■ About this task
Out of the entries that follow, copy each line containing "existing".

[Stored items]
============================================================

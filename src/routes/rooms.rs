use std::sync::Arc;

use rand::seq::SliceRandom;
use rocket::http::Status;
use rocket::serde::json::Json;
use rocket::{get, post, State};
use serde::{Deserialize, Serialize};

use crate::auth;
use crate::config::Config;
use crate::rate_limit::{RateLimitConfig, RateLimiter};
use crate::room::actor::Command;
use crate::room::registry::validate_room_name;
use crate::room::RoomRegistry;

use super::ClientIp;

const NAME_WORDS: &[&str] = &[
    "amber", "birch", "cedar", "delta", "ember", "fable", "glade", "heron", "ivory", "jade",
    "karst", "lumen", "maple", "nimbus", "opal", "prairie", "quartz", "ridge", "sable", "tundra",
    "umber", "violet", "willow", "xenon", "yarrow", "zephyr",
];

/// `GET /api/room/generate` — a random unused room name. Retries with a
/// fresh candidate if the name collides with a live room or an on-disk
/// snapshot, per the room-name generation behavior.
#[get("/api/room/generate")]
pub async fn generate_room(registry: &State<Arc<RoomRegistry>>) -> Json<serde_json::Value> {
    let mut rng = rand::thread_rng();
    for _ in 0..20 {
        let first = NAME_WORDS.choose(&mut rng).unwrap();
        let second = NAME_WORDS.choose(&mut rng).unwrap();
        let suffix: u32 = rand::Rng::gen_range(&mut rng, 10..99);
        let candidate = format!("{first}-{second}-{suffix}");
        if registry.get(&candidate).await.is_some() {
            continue;
        }
        if registry
            .data_root()
            .join(format!("{candidate}.json"))
            .exists()
        {
            continue;
        }
        return Json(serde_json::json!({ "name": candidate }));
    }
    Json(serde_json::json!({ "name": uuid::Uuid::new_v4().to_string() }))
}

#[derive(Serialize)]
pub struct RoomCheck {
    pub requires_password: bool,
}

/// `GET /api/room/{name}/check` — whether joining requires a password.
#[get("/api/room/<name>/check")]
pub async fn check_room(
    registry: &State<Arc<RoomRegistry>>,
    name: &str,
) -> Result<Json<RoomCheck>, (Status, Json<serde_json::Value>)> {
    if validate_room_name(name).is_err() {
        return Err((
            Status::BadRequest,
            Json(serde_json::json!({"error": "invalid room name"})),
        ));
    }

    let requires_password = if let Some(handle) = registry.get(name).await {
        let (tx, rx) = tokio::sync::oneshot::channel();
        handle.send(Command::RequiresPassword { reply: tx }).await;
        rx.await.unwrap_or(false)
    } else if let Ok(Some(snapshot)) =
        crate::persistence::load_snapshot(registry.data_root(), name)
    {
        snapshot.admin_password_hash.is_some() || snapshot.readonly_password_hash.is_some()
    } else {
        false
    };

    Ok(Json(RoomCheck { requires_password }))
}

#[derive(Deserialize)]
pub struct PasswordUpdate {
    pub admin_password: Option<String>,
    pub readonly_password: Option<String>,
    pub current_admin_password: Option<String>,
}

/// `POST /api/room/{name}/password` — sets the room's admin/readonly
/// passwords. Requires the caller to already be admin-authenticated: if the
/// room is currently password-protected, `currentAdminPassword` must match.
#[post("/api/room/<name>/password", format = "json", data = "<body>")]
pub async fn update_password(
    registry: &State<Arc<RoomRegistry>>,
    config: &State<Arc<Config>>,
    _rate_limiter: &State<Arc<RateLimiter>>,
    _rate_config: &State<RateLimitConfig>,
    _ip: ClientIp,
    name: &str,
    body: Json<PasswordUpdate>,
) -> Result<Json<serde_json::Value>, (Status, Json<serde_json::Value>)> {
    if validate_room_name(name).is_err() {
        return Err((
            Status::BadRequest,
            Json(serde_json::json!({"error": "invalid room name"})),
        ));
    }

    let handle = registry.get_or_create(name).await.map_err(|e| {
        (
            Status::InternalServerError,
            Json(serde_json::json!({"error": e.to_string()})),
        )
    })?;

    let existing = crate::persistence::load_snapshot(registry.data_root(), name).ok().flatten();
    if let Some(snapshot) = &existing
        && let Some(current_hash) = &snapshot.admin_password_hash
    {
        let provided = body.current_admin_password.as_deref().unwrap_or("");
        if !auth::verify_password(provided, current_hash) {
            registry.release(name).await;
            return Err((
                Status::Unauthorized,
                Json(serde_json::json!({"error": "current admin password required"})),
            ));
        }
    }

    if let Some(pw) = &body.admin_password {
        let (tx, rx) = tokio::sync::oneshot::channel();
        handle
            .send(Command::ChangePassword {
                role: crate::models::Role::Admin,
                new_hash: auth::hash_password(pw),
                current_password: body.current_admin_password.clone(),
                requester_role: crate::models::Role::Admin,
                reply: tx,
            })
            .await;
        let _ = rx.await;
    }
    if let Some(pw) = &body.readonly_password {
        let (tx, rx) = tokio::sync::oneshot::channel();
        handle
            .send(Command::ChangePassword {
                role: crate::models::Role::Readonly,
                new_hash: auth::hash_password(pw),
                current_password: body.current_admin_password.clone(),
                requester_role: crate::models::Role::Admin,
                reply: tx,
            })
            .await;
        let _ = rx.await;
    }

    // Flush so the updated hashes survive an immediate retention/restart.
    let (tx, rx) = tokio::sync::oneshot::channel();
    handle.send(Command::Flush { reply: tx }).await;
    if let Ok(snapshot) = rx.await {
        let _ = crate::persistence::write_snapshot(registry.data_root(), name, &snapshot);
    }

    registry.release(name).await;
    let _ = config;
    Ok(Json(serde_json::json!({"ok": true})))
}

============================================================

■ Solution to this task
    let existing = crate::persistence::load_snapshot(registry.data_root(), name).ok().flatten();
    if let Some(snapshot) = &existing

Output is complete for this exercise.